Requirement: Look through the data below and return each line where "encodings" appears.

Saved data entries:

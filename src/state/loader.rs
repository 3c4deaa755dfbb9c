use crate::state::messages::{LoadRequest, LoadResponse};
use anyhow::Context;
use log::{debug, error, info};
use passmap_core::loader::{Encoding, load_path};
use std::path::PathBuf;
use std::sync::Arc;
use std::sync::atomic::{AtomicBool, Ordering};
use std::time::Duration;
use tokio::sync::mpsc;

const SPINNER_CHARS: [char; 10] = ['⠋', '⠙', '⠹', '⠸', '⠼', '⠴', '⠦', '⠧', '⠇', '⠏'];
pub const ERROR_CHAR: char = '!';

#[derive(Debug, Copy, Clone, PartialEq)]
pub struct LoadingState {
    pub is_loading: bool,
    pub spinner_char: char,
}

impl Default for LoadingState {
    fn default() -> Self {
        Self { is_loading: false, spinner_char: ' ' }
    }
}

/// Reads and parses CSV files off the UI loop.
pub struct LoaderWorker {
    encodings: Vec<Encoding>,
    requests: mpsc::Receiver<LoadRequest>,
    responses: mpsc::Sender<LoadResponse>,
    is_loading: Arc<AtomicBool>,
}

impl LoaderWorker {
    pub fn new(
        encodings: Vec<Encoding>,
        requests: mpsc::Receiver<LoadRequest>,
        responses: mpsc::Sender<LoadResponse>,
    ) -> Self {
        Self {
            encodings,
            requests,
            responses,
            is_loading: Arc::new(AtomicBool::new(false)),
        }
    }

    pub async fn run(mut self) {
        while let Some(request) = self.requests.recv().await {
            self.start_loading_animation().await;

            let result = match request {
                LoadRequest::Open { path } => self.handle_open(path).await,
            };

            self.stop_loading_animation(result.is_ok()).await;

            let response = result.unwrap_or_else(|err| {
                error!("load failed: {err:#}");
                LoadResponse::Error { message: format!("{err:#}") }
            });

            if let Err(e) = self.responses.send(response).await {
                error!("Failed to send load response: {e}");
                break;
            }
        }
    }

    async fn handle_open(&self, path: PathBuf) -> anyhow::Result<LoadResponse> {
        debug!("loading {}", path.display());
        let encodings = self.encodings.clone();
        let read_path = path.clone();
        let table = tokio::task::spawn_blocking(move || load_path(&read_path, &encodings))
            .await
            .context("loader task stopped")??;
        info!(
            "loaded {} ({} rows, {} columns)",
            path.display(),
            table.len(),
            table.columns.len()
        );
        Ok(LoadResponse::TableLoaded { path, table })
    }

    async fn start_loading_animation(&self) {
        self.is_loading.store(true, Ordering::Relaxed);

        let mut loading_state = LoadingState { is_loading: true, spinner_char: SPINNER_CHARS[0] };
        let _ = self
            .responses
            .send(LoadResponse::LoadingStateChanged { loading_state })
            .await;

        let responses = self.responses.clone();
        let is_loading = self.is_loading.clone();

        tokio::spawn(async move {
            let mut spinner_index = 1;
            let mut interval = tokio::time::interval(Duration::from_millis(33));
            loop {
                interval.tick().await;
                if !is_loading.load(Ordering::Relaxed) {
                    break;
                }
                loading_state.spinner_char = SPINNER_CHARS[spinner_index];
                spinner_index = (spinner_index + 1) % SPINNER_CHARS.len();
                let _ = responses
                    .send(LoadResponse::LoadingStateChanged { loading_state })
                    .await;
            }
        });
    }

    async fn stop_loading_animation(&self, is_ok: bool) {
        self.is_loading.store(false, Ordering::Relaxed);
        tokio::time::sleep(Duration::from_millis(15)).await;

        let spinner_char = if is_ok { ' ' } else { ERROR_CHAR };
        let _ = self
            .responses
            .send(LoadResponse::LoadingStateChanged {
                loading_state: LoadingState { is_loading: false, spinner_char },
            })
            .await;
    }
}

Output for this task:
    encodings: Vec<Encoding>,
        encodings: Vec<Encoding>,
            encodings,
        let encodings = self.encodings.clone();
        let table = tokio::task::spawn_blocking(move || load_path(&read_path, &encodings))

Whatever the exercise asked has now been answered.